Beaucoup de postes promettent de l'autonomie tout en conservant ailleurs le budget, les recrutements, les délais et les priorités. La personne est dite propriétaire du résultat, mais elle ne peut modifier aucun des éléments qui le déterminent.

Une responsabilité réelle suppose une zone d'action réelle. Elle n'exige pas un pouvoir absolu, mais au moins la possibilité de choisir des moyens, de refuser une demande incompatible et d'obtenir une décision explicite lorsque plusieurs objectifs se contredisent.

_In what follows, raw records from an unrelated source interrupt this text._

//! Error types for the realtime screener client.
//!
//! Runtime transport conditions never cross the public API: the connection
//! absorbs them into its close/reconnect cycle. The variants here are
//! returned by construction ([`ConnectionBuilder::build`]), by frame
//! decoding, and by [`WaitFor`] when the connection has gone away.
//!
//! [`ConnectionBuilder::build`]: crate::connection::ConnectionBuilder::build
//! [`WaitFor`]: crate::events::WaitFor
//!
//! # Error Categories
//!
//! | Category | Variants |
//! |----------|----------|
//! | Configuration | [`Error::Config`], [`Error::InvalidUrl`] |
//! | Connection | [`Error::Connection`], [`Error::ConnectionClosed`], [`Error::ChannelClosed`] |
//! | Protocol | [`Error::Protocol`], [`Error::MissingTag`], [`Error::UnknownTag`] |
//! | External | [`Error::Json`], [`Error::WebSocket`] |

// ============================================================================
// Imports
// ============================================================================

use std::result::Result as StdResult;

use thiserror::Error;
use tokio::sync::oneshot::error::RecvError;
use tokio_tungstenite::tungstenite::Error as WsError;

// ============================================================================
// Result Alias
// ============================================================================

/// Result type alias using crate [`enum@Error`].
pub type Result<T> = StdResult<T, Error>;

// ============================================================================
// Error Enum
// ============================================================================

/// Main error type for the crate.
#[derive(Error, Debug)]
pub enum Error {
    // ========================================================================
    // Configuration Errors
    // ========================================================================
    /// Configuration error.
    ///
    /// Returned when connection configuration is incomplete or invalid.
    #[error("Configuration error: {message}")]
    Config {
        /// Description of the configuration error.
        message: String,
    },

    /// Endpoint URL could not be used.
    #[error("Invalid endpoint URL '{url}': {reason}")]
    InvalidUrl {
        /// The rejected URL.
        url: String,
        /// Why it was rejected.
        reason: String,
    },

    // ========================================================================
    // Connection Errors
    // ========================================================================
    /// Transport failure.
    #[error("Connection failed: {message}")]
    Connection {
        /// Description of the connection error.
        message: String,
    },

    /// Transport is closed and cannot carry frames.
    #[error("Connection closed")]
    ConnectionClosed,

    // ========================================================================
    // Protocol Errors
    // ========================================================================
    /// Frame does not match the wire protocol.
    #[error("Protocol error: {message}")]
    Protocol {
        /// Description of the protocol violation.
        message: String,
    },

    /// Frame is a JSON object without a `t` discriminant.
    #[error("Frame has no message tag")]
    MissingTag,

    /// Frame carries a `t` discriminant this client does not know.
    #[error("Unknown message tag: {tag}")]
    UnknownTag {
        /// The unrecognized tag.
        tag: String,
    },

    // ========================================================================
    // External Errors
    // ========================================================================
    /// JSON serialization error.
    #[error("JSON error: {0}")]
    Json(#[from] serde_json::Error),

    /// WebSocket error.
    #[error("WebSocket error: {0}")]
    WebSocket(#[from] WsError),

    /// Channel receive error.
    #[error("Channel closed")]
    ChannelClosed(#[from] RecvError),
}

// ============================================================================
// Error Constructors
// ============================================================================

impl Error {
    /// Creates a configuration error.
    #[inline]
    pub fn config(message: impl Into<String>) -> Self {
        Self::Config {
            message: message.into(),
        }
    }

    /// Creates an invalid URL error.
    #[inline]
    pub fn invalid_url(url: impl Into<String>, reason: impl Into<String>) -> Self {
        Self::InvalidUrl {
            url: url.into(),
            reason: reason.into(),
        }
    }

    /// Creates a connection error.
    #[inline]
    pub fn connection(message: impl Into<String>) -> Self {
        Self::Connection {
            message: message.into(),
        }
    }

    /// Creates a protocol error.
    #[inline]
    pub fn protocol(message: impl Into<String>) -> Self {
        Self::Protocol {
            message: message.into(),
        }
    }

    /// Creates an unknown tag error.
    #[inline]
    pub fn unknown_tag(tag: impl Into<String>) -> Self {
        Self::UnknownTag { tag: tag.into() }
    }
}

// ============================================================================
// Error Predicates
// ============================================================================

impl Error {
    /// Returns `true` if this is a connection error.
    #[inline]
    #[must_use]
    pub fn is_connection_error(&self) -> bool {
        matches!(
            self,
            Self::Connection { .. }
                | Self::ConnectionClosed
                | Self::ChannelClosed(_)
                | Self::WebSocket(_)
        )
    }

    /// Returns `true` if this error describes an undecodable inbound frame.
    #[inline]
    #[must_use]
    pub fn is_frame_error(&self) -> bool {
        matches!(
            self,
            Self::Json(_) | Self::MissingTag | Self::UnknownTag { .. } | Self::Protocol { .. }
        )
    }
}

// ============================================================================
// Tests
// ============================================================================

Sans cela, le langage de la responsabilité sert surtout à déplacer le risque. La direction garde les choix agréables et laisse au niveau inférieur l'obligation d'expliquer l'échec. On personnalise alors un problème de structure.

La personne concernée doit aussi rendre visibles les limites de son pouvoir. Signaler tôt un manque de moyens, proposer des options et demander qui arbitre n'est pas fuir sa responsabilité. C'est empêcher qu'une ambiguïté utile à tous ne devienne plus tard une faute individuelle.

Une organisation juste aligne autant que possible décision et reddition de comptes. Si elle impose un choix, elle en porte les conséquences ; si elle demande un résultat, elle ouvre un espace pour agir. Sinon, le mot autonomie ne désigne qu'une solitude organisée.